* **Exercise goal**
Please set down, word for word, each line from the one containing "self.last_tick_ms = self.last_tick_ms.wrapping_add(tick_ms);" through the final line of the records below, both included, and nothing else.

Excerpts from a dataset

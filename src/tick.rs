//! Catch-up Fixed-Step Tick Driver
//!
//! ## Overview
//!
//! The driver turns an arbitrary wake cadence into a fixed-step tick
//! schedule. On every [`TickDriver::poll`] it reads the clock and runs one
//! full core pass per elapsed tick period:
//!
//! ```text
//! while (now - last_tick) as i32 >= TICK_MS {
//!     last_tick += TICK_MS;
//!     shaper.tick(now);
//! }
//! ```
//!
//! A delayed wake therefore executes every missed tick rather than
//! collapsing them into one — each pass re-polls the sources and re-arms
//! the budget, so source cadence and shaping behavior are preserved across
//! stalls. Sleeping between wakes is the caller's concern; the driver
//! never blocks.
//!
//! Each pass is timed in microseconds and recorded in the stats gauges
//! (`work_us_last`, `work_us_max`).

use crate::shaper::Shaper;
use crate::traits::{ByteSink, LogSink, TimeSource};

/// Fixed-step driver owning the clock.
#[derive(Debug, Clone)]
pub struct TickDriver<T: TimeSource> {
    time: T,
    last_tick_ms: u32,
}

impl<T: TimeSource> TickDriver<T> {
    /// Create a driver anchored at the clock's current reading.
    pub fn new(time: T) -> Self {
        let last_tick_ms = time.now_ms();
        Self { time, last_tick_ms }
    }

    /// Run every tick that has become due, returning how many ran.
    pub fn poll<S: ByteSink, L: LogSink>(&mut self, shaper: &mut Shaper<S, L>) -> u32 {
        let now = self.time.now_ms();
        let tick_ms = shaper.config().tick_ms;
        let mut ran = 0;

        while now.wrapping_sub(self.last_tick_ms) as i32 >= tick_ms as i32 {
            self.last_tick_ms = self.last_tick_ms.wrapping_add(tick_ms);

            let t0 = self.time.now_us();
            shaper.tick(now);
            let spent = self.time.now_us().wrapping_sub(t0);
            shaper.record_work_us(spent);

            ran += 1;
        }

        ran
    }

    /// Borrow the clock.
    pub fn time(&self) -> &T {
        &self.time
    }
}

* **Task result**
            self.last_tick_ms = self.last_tick_ms.wrapping_add(tick_ms);

            let t0 = self.time.now_us();
            shaper.tick(now);
            let spent = self.time.now_us().wrapping_sub(t0);
            shaper.record_work_us(spent);

            ran += 1;
        }

        ran
    }

    /// Borrow the clock.
    pub fn time(&self) -> &T {
        &self.time
    }
}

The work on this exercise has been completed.